迷ってる僕と1匹の猫
1限、2限の講義が終わっていつものベンチに向かう。
1限90分にはまだ慣れない。
高校の時は1限50分だったから、
そこから考えると倍近く
教室に座っていることになる。
座っているのもしんどいな
なんてことを考えながら歩みを進め、
特等席にたどり着いた。
しかし僕の友達は見当たらない。
今日は来ないのだろうか。
もう少し待ってみるかとベンチに寝転ぶ。
木漏れ日が差し込み、時折吹く風が心地良い。
このまま寝てしまいそうだ。
一コマ空くし大丈夫だろう。
どれくらい時間が経っただろうか。
みゃおという声に気がついて瞼を開く。
ベンチの前に座っている君を見つけた。
初めて声を聞いたかもしれない。
なんとも可愛い声だった。
「ごめん、寝てた。
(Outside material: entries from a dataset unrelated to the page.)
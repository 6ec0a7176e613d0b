//! Enumerate open appointment slots across a multi-day horizon.
//!
//! For each weekday in the horizon, sweeps a cursor across the resource's
//! working window, packing fixed-length slots into the gaps between the
//! resource's own bookings (each padded by the break buffer on both sides) and
//! dropping any slot that touches the lunch window.
//!
//! Generation only looks at the resource's own bookings. Office and
//! virtual-pair conflicts depend on other resources' intervals, so callers must
//! still run every generated slot through [`ConflictEngine`] before offering it.
//!
//! [`ConflictEngine`]: crate::conflict::ConflictEngine

use chrono::{DateTime, Datelike, Days, Duration, Utc, Weekday};

use crate::config::FacilityConfig;
use crate::interval::{local_date, local_instant, lunch_window, overlaps, BusyInterval, ProposedSlot};
use crate::registry::Resource;
use crate::snapshot::BusySnapshot;

/// Generate candidate slots for `resource` at `location`, ascending by start.
///
/// Covers the local dates `[date(horizon_start), date(horizon_start) + horizon_days)`.
/// Saturdays, Sundays and days on which the resource already has
/// `max_daily_appointments` bookings produce no slots. Slots are
/// `facility.slot_duration_minutes` long and never overlap the lunch window or
/// leave the working window.
pub fn generate_slots(
    resource: &Resource,
    location: &str,
    snapshot: &BusySnapshot,
    horizon_start: DateTime<Utc>,
    horizon_days: u32,
    facility: &FacilityConfig,
) -> Vec<ProposedSlot> {
    let tz = facility.timezone;
    let first_day = local_date(horizon_start, tz);
    let slot_len = facility.slot_duration();
    let break_len = Duration::minutes(i64::from(resource.break_minutes));

    // Already sorted by start.
    let own: Vec<&BusyInterval> = snapshot.owned_by(&resource.id).collect();

    let mut slots = Vec::new();
    for offset in 0..horizon_days {
        let Some(date) = first_day.checked_add_days(Days::new(u64::from(offset))) else {
            break;
        };
        if matches!(date.weekday(), Weekday::Sat | Weekday::Sun) {
            continue;
        }

        let booked = own
            .iter()
            .filter(|interval| local_date(interval.start, tz) == date)
            .count();
        if booked >= resource.max_daily_appointments as usize {
            tracing::debug!(resource = %resource.id, %date, booked, "daily limit reached, no slots");
            continue;
        }

        let (Some(work_start), Some(work_end)) = (
            local_instant(tz, date, resource.working_hours.start),
            local_instant(tz, date, resource.working_hours.end),
        ) else {
            tracing::warn!(resource = %resource.id, %date, "working hours do not exist on this date");
            continue;
        };
        let lunch = lunch_window(date, facility);

        let mut packer = SlotPacker {
            slot_len,
            lunch,
            location,
            out: &mut slots,
        };

        let mut cursor = work_start;
        let blocks = own
            .iter()
            .filter(|i| i.start - break_len < work_end && i.end + break_len > work_start);
        for block in blocks {
            packer.pack(cursor, block.start - break_len);
            cursor = cursor.max(block.end + break_len);
        }
        packer.pack(cursor, work_end);
    }

    tracing::debug!(resource = %resource.id, count = slots.len(), "generated candidate slots");
    slots
}

/// The first slot starting at or after `now`.
///
/// Relies on `slots` being ascending by start, as [`generate_slots`] returns them.
pub fn next_available(slots: &[ProposedSlot], now: DateTime<Utc>) -> Option<&ProposedSlot> {
    slots.iter().find(|slot| slot.start >= now)
}

struct SlotPacker<'a> {
    slot_len: Duration,
    lunch: Option<(DateTime<Utc>, DateTime<Utc>)>,
    location: &'a str,
    out: &'a mut Vec<ProposedSlot>,
}

impl SlotPacker<'_> {
    /// Pack contiguous slots into `[from, until)`, skipping lunch.
    fn pack(&mut self, from: DateTime<Utc>, until: DateTime<Utc>) {
        let mut start = from;
        while start + self.slot_len <= until {
            let end = start + self.slot_len;
            let at_lunch = self
                .lunch
                .is_some_and(|lunch| overlaps(&(start, end), &lunch));
            if !at_lunch {
                self.out.push(ProposedSlot::new(start, end, self.location));
            }
            start = end;
        }
    }
}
」
君はじっと僕を見つめる。
元々は君の特等席だ。
「ごめんね」
そう口にしながら身体を起こし、
いつものように持ってきた
お昼ごはんを用意して
華麗な身のこなしでベンチに登ってきた君の目の前に置いてあげる。
「僕は特にやりたいことがあって
ここに来たわけじゃないんだ。
大学受験だって第一志望は落ちたし、
そもそもどこでも良かったから
勉強に力を入れていたわけでもなかった。」
そう言葉にすると君は一瞬僕の方を見たが、すぐに目の前のごはんに意識を戻した。
その行動に微笑ましい気持ちになりながら続ける。
「ここにいてる人たちを見てると
なんだか輝いて見えるんだ。
何かに夢中になってそれが羨ましく思える。まぁ僕みたいな人もいるんだろうけどね。」
側から見れば猫に向かって
何を喋っているんだろうかと
不思議がられるだろうな。
ここは人が少なく周りを気にする必要が
あまりない場所だし落ち着いているから
思ってることもすんなり口から出てくる。
「でも楽しくないわけじゃないよ。
君といる時間はすごく楽しい。
多分だけど僕が存在していい理由が
欲しいんだと思う。
自分のことなんだけど、
まだあんまりよくわかっていないんだ。」
話している間に君は食べ終えてリラックスしていた。
尻尾をゆらゆらと揺らしていて、
時折耳がピクッと動いている。
聞いてくれているみたいだ。
いつもなら食べ終えたらどこかに去っていくけれど、
今日はまだ居てくれている。
「ありがとう。
君のように気ままに生きたいなと
思ってたけど、
僕も案外気ままに
生きてるんだなって。
今は人との関わりを少なくしてるし。
これから先もできるなら多くの人と関わっていきたいわけじゃない。
でもこの状態で社会に出ることの
不安もある。
その上で誰かに愛されたい。
僕はわがままなんだ。」
自分でも今すごく迷っているんだなっていうのがわかる。
君は大きな欠伸をしていた。
こいつは一体何を言ってるんだとでも思っていそうだ。
でも言葉に出すことで少し楽になった。
講義までもう少し時間がある。
一緒に景色でも見てゆっくりしようか。
今日はもう考えるのはやめだ。
ゆったりとした時間は過ぎ、そろそろ行かないといけない時間だ。
「よし、次の講義に行ってくるよ。」
尻尾を揺らしている君に別れを告げ、目的地に向けて歩き出した。